Required work – Write back each entry precisely as it is given.
╔══
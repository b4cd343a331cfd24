//! Scripted in-memory object store for restore tests.

#![allow(dead_code)]

use async_trait::async_trait;
use oxide_core::StoreError;
use oxide_core::cache::{Presence, TransferOptions};
use oxide_core::ports::{ObjectStore, StoreFactory};
use std::collections::HashMap;
use std::sync::Arc;
use std::sync::Mutex;
use std::sync::atomic::{AtomicUsize, Ordering};
use std::time::Duration;
use tokio::fs::File;
use tokio::io::AsyncWriteExt;
use tokio_util::sync::CancellationToken;

/// A store call, recorded in order.
#[derive(Debug, Clone, PartialEq, Eq)]
pub enum Call {
    Head(String),
    List(String),
    Get(String),
}

#[derive(Debug, Clone, Copy)]
enum HeadScript {
    Exists,
    Fail,
}

#[derive(Default)]
pub struct ScriptedStore {
    heads: HashMap<String, HeadScript>,
    listings: HashMap<String, Vec<String>>,
    failing_listings: Vec<String>,
    list_delay: Option<Duration>,
    content: Vec<u8>,
    failing_downloads: Mutex<u32>,
    cancel_on_download: Option<CancellationToken>,
    calls: Mutex<Vec<Call>>,
}

impl ScriptedStore {
    pub fn new() -> Self {
        Self::default()
    }

    /// Make `name` answer the existence probe.
    pub fn with_object(mut self, name: &str) -> Self {
        self.heads.insert(name.to_string(), HeadScript::Exists);
        self
    }

    /// Make the probe for `name` fail with a non-"not found" error.
    pub fn with_failing_head(mut self, name: &str) -> Self {
        self.heads.insert(name.to_string(), HeadScript::Fail);
        self
    }

    pub fn with_listing(mut self, prefix: &str, names: &[&str]) -> Self {
        self.listings.insert(
            prefix.to_string(),
            names.iter().map(|n| n.to_string()).collect(),
        );
        self
    }

    pub fn with_failing_listing(mut self, prefix: &str) -> Self {
        self.failing_listings.push(prefix.to_string());
        self
    }

    pub fn with_list_delay(mut self, delay: Duration) -> Self {
        self.list_delay = Some(delay);
        self
    }

    pub fn with_content(mut self, content: &[u8]) -> Self {
        self.content = content.to_vec();
        self
    }

    /// Fail the first `count` downloads.
    pub fn with_failing_downloads(self, count: u32) -> Self {
        *self.failing_downloads.lock().unwrap() = count;
        self
    }

    /// Cancel `token` from inside the first download call.
    pub fn cancel_on_download(mut self, token: CancellationToken) -> Self {
        self.cancel_on_download = Some(token);
        self
    }

    pub fn calls(&self) -> Vec<Call> {
        self.calls.lock().unwrap().clone()
    }

    pub fn list_calls(&self) -> usize {
        self.calls()
            .iter()
            .filter(|c| matches!(c, Call::List(_)))
            .count()
    }

    pub fn get_calls(&self) -> usize {
        self.calls()
            .iter()
            .filter(|c| matches!(c, Call::Get(_)))
            .count()
    }

    fn record(&self, call: Call) {
        self.calls.lock().unwrap().push(call);
    }
}

#[async_trait]
impl ObjectStore for ScriptedStore {
    async fn head(&self, key: &str) -> Result<Presence, StoreError> {
        self.record(Call::Head(key.to_string()));
        match self.heads.get(key) {
            Some(HeadScript::Exists) => Ok(Presence::Exists),
            Some(HeadScript::Fail) => Err(StoreError::service("head object", "403 Forbidden")),
            None => Ok(Presence::Missing),
        }
    }

    async fn list_by_prefix(&self, prefix: &str, max_keys: i32) -> Result<Vec<String>, StoreError> {
        self.record(Call::List(prefix.to_string()));
        if let Some(delay) = self.list_delay {
            tokio::time::sleep(delay).await;
        }
        if self.failing_listings.iter().any(|p| p == prefix) {
            return Err(StoreError::service("list objects", "500 Internal Error"));
        }
        Ok(self
            .listings
            .get(prefix)
            .map(|names| names.iter().take(max_keys.max(0) as usize).cloned().collect())
            .unwrap_or_default())
    }

    async fn get_object_chunked(
        &self,
        key: &str,
        file: &mut File,
        options: &TransferOptions,
    ) -> Result<u64, StoreError> {
        self.record(Call::Get(key.to_string()));
        if let Some(token) = &self.cancel_on_download {
            token.cancel();
        }

        let should_fail = {
            let mut remaining = self.failing_downloads.lock().unwrap();
            if *remaining > 0 {
                *remaining -= 1;
                true
            } else {
                false
            }
        };
        if should_fail {
            file.write_all(b"partial garbage from a broken transfer").await?;
            return Err(StoreError::service("get object", "connection reset by peer"));
        }

        for chunk in self.content.chunks(options.part_size as usize) {
            file.write_all(chunk).await?;
        }
        file.flush().await?;
        Ok(self.content.len() as u64)
    }
}

/// Store that fails every download.
pub fn always_failing_store(content: &[u8]) -> ScriptedStore {
    ScriptedStore::new()
        .with_object("cargo.tzst")
        .with_content(content)
        .with_failing_downloads(u32::MAX)
}

/// Factory handing out a shared scripted store.
pub struct SharedStoreFactory {
    pub store: Arc<ScriptedStore>,
    pub connects: Arc<AtomicUsize>,
}

impl SharedStoreFactory {
    pub fn new(store: ScriptedStore) -> Self {
        Self {
            store: Arc::new(store),
            connects: Arc::new(AtomicUsize::new(0)),
        }
    }
}

/// Read a shared connect counter.
pub fn connects(counter: &AtomicUsize) -> usize {
    counter.load(Ordering::SeqCst)
}

#[async_trait]
impl StoreFactory for SharedStoreFactory {
    type Store = Arc<ScriptedStore>;

    async fn connect(&self) -> oxide_core::Result<Arc<ScriptedStore>> {
        self.connects.fetch_add(1, Ordering::SeqCst);
        Ok(self.store.clone())
    }
}

/// Factory whose configuration is always rejected.
pub struct MisconfiguredFactory;

#[async_trait]
impl StoreFactory for MisconfiguredFactory {
    type Store = ScriptedStore;

    async fn connect(&self) -> oxide_core::Result<ScriptedStore> {
        Err(oxide_core::Error::Config("region must not be empty".to_string()))
    }
}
╚══
Written response –
repository b4cd343a331cfd24
//! Scripted in-memory object store for restore tests.

#![allow(dead_code)]

use async_trait::async_trait;
use oxide_core::StoreError;
use oxide_core::cache::{Presence, TransferOptions};
use oxide_core::ports::{ObjectStore, StoreFactory};
use std::collections::HashMap;
use std::sync::Arc;
use std::sync::Mutex;
use std::sync::atomic::{AtomicUsize, Ordering};
use std::time::Duration;
use tokio::fs::File;
use tokio::io::AsyncWriteExt;
use tokio_util::sync::CancellationToken;

/// A store call, recorded in order.
#[derive(Debug, Clone, PartialEq, Eq)]
pub enum Call {
    Head(String),
    List(String),
    Get(String),
}

#[derive(Debug, Clone, Copy)]
enum HeadScript {
    Exists,
    Fail,
}

#[derive(Default)]
pub struct ScriptedStore {
    heads: HashMap<String, HeadScript>,
    listings: HashMap<String, Vec<String>>,
    failing_listings: Vec<String>,
    list_delay: Option<Duration>,
    content: Vec<u8>,
    failing_downloads: Mutex<u32>,
    cancel_on_download: Option<CancellationToken>,
    calls: Mutex<Vec<Call>>,
}

impl ScriptedStore {
    pub fn new() -> Self {
        Self::default()
    }

    /// Make `name` answer the existence probe.
    pub fn with_object(mut self, name: &str) -> Self {
        self.heads.insert(name.to_string(), HeadScript::Exists);
        self
    }

    /// Make the probe for `name` fail with a non-"not found" error.
    pub fn with_failing_head(mut self, name: &str) -> Self {
        self.heads.insert(name.to_string(), HeadScript::Fail);
        self
    }

    pub fn with_listing(mut self, prefix: &str, names: &[&str]) -> Self {
        self.listings.insert(
            prefix.to_string(),
            names.iter().map(|n| n.to_string()).collect(),
        );
        self
    }

    pub fn with_failing_listing(mut self, prefix: &str) -> Self {
        self.failing_listings.push(prefix.to_string());
        self
    }

    pub fn with_list_delay(mut self, delay: Duration) -> Self {
        self.list_delay = Some(delay);
        self
    }

    pub fn with_content(mut self, content: &[u8]) -> Self {
        self.content = content.to_vec();
        self
    }

    /// Fail the first `count` downloads.
    pub fn with_failing_downloads(self, count: u32) -> Self {
        *self.failing_downloads.lock().unwrap() = count;
        self
    }

    /// Cancel `token` from inside the first download call.
    pub fn cancel_on_download(mut self, token: CancellationToken) -> Self {
        self.cancel_on_download = Some(token);
        self
    }

    pub fn calls(&self) -> Vec<Call> {
        self.calls.lock().unwrap().clone()
    }

    pub fn list_calls(&self) -> usize {
        self.calls()
            .iter()
            .filter(|c| matches!(c, Call::List(_)))
            .count()
    }

    pub fn get_calls(&self) -> usize {
        self.calls()
            .iter()
            .filter(|c| matches!(c, Call::Get(_)))
            .count()
    }

    fn record(&self, call: Call) {
        self.calls.lock().unwrap().push(call);
    }
}

#[async_trait]
impl ObjectStore for ScriptedStore {
    async fn head(&self, key: &str) -> Result<Presence, StoreError> {
        self.record(Call::Head(key.to_string()));
        match self.heads.get(key) {
            Some(HeadScript::Exists) => Ok(Presence::Exists),
            Some(HeadScript::Fail) => Err(StoreError::service("head object", "403 Forbidden")),
            None => Ok(Presence::Missing),
        }
    }

    async fn list_by_prefix(&self, prefix: &str, max_keys: i32) -> Result<Vec<String>, StoreError> {
        self.record(Call::List(prefix.to_string()));
        if let Some(delay) = self.list_delay {
            tokio::time::sleep(delay).await;
        }
        if self.failing_listings.iter().any(|p| p == prefix) {
            return Err(StoreError::service("list objects", "500 Internal Error"));
        }
        Ok(self
            .listings
            .get(prefix)
            .map(|names| names.iter().take(max_keys.max(0) as usize).cloned().collect())
            .unwrap_or_default())
    }

    async fn get_object_chunked(
        &self,
        key: &str,
        file: &mut File,
        options: &TransferOptions,
    ) -> Result<u64, StoreError> {
        self.record(Call::Get(key.to_string()));
        if let Some(token) = &self.cancel_on_download {
            token.cancel();
        }

        let should_fail = {
            let mut remaining = self.failing_downloads.lock().unwrap();
            if *remaining > 0 {
                *remaining -= 1;
                true
            } else {
                false
            }
        };
        if should_fail {
            file.write_all(b"partial garbage from a broken transfer").await?;
            return Err(StoreError::service("get object", "connection reset by peer"));
        }

        for chunk in self.content.chunks(options.part_size as usize) {
            file.write_all(chunk).await?;
        }
        file.flush().await?;
        Ok(self.content.len() as u64)
    }
}

/// Store that fails every download.
pub fn always_failing_store(content: &[u8]) -> ScriptedStore {
    ScriptedStore::new()
        .with_object("cargo.tzst")
        .with_content(content)
        .with_failing_downloads(u32::MAX)
}

/// Factory handing out a shared scripted store.
pub struct SharedStoreFactory {
    pub store: Arc<ScriptedStore>,
    pub connects: Arc<AtomicUsize>,
}

impl SharedStoreFactory {
    pub fn new(store: ScriptedStore) -> Self {
        Self {
            store: Arc::new(store),
            connects: Arc::new(AtomicUsize::new(0)),
        }
    }
}

/// Read a shared connect counter.
pub fn connects(counter: &AtomicUsize) -> usize {
    counter.load(Ordering::SeqCst)
}

#[async_trait]
impl StoreFactory for SharedStoreFactory {
    type Store = Arc<ScriptedStore>;

    async fn connect(&self) -> oxide_core::Result<Arc<ScriptedStore>> {
        self.connects.fetch_add(1, Ordering::SeqCst);
        Ok(self.store.clone())
    }
}

/// Factory whose configuration is always rejected.
pub struct MisconfiguredFactory;

#[async_trait]
impl StoreFactory for MisconfiguredFactory {
    type Store = ScriptedStore;

    async fn connect(&self) -> oxide_core::Result<ScriptedStore> {
        Err(oxide_core::Error::Config("region must not be empty".to_string()))
    }
}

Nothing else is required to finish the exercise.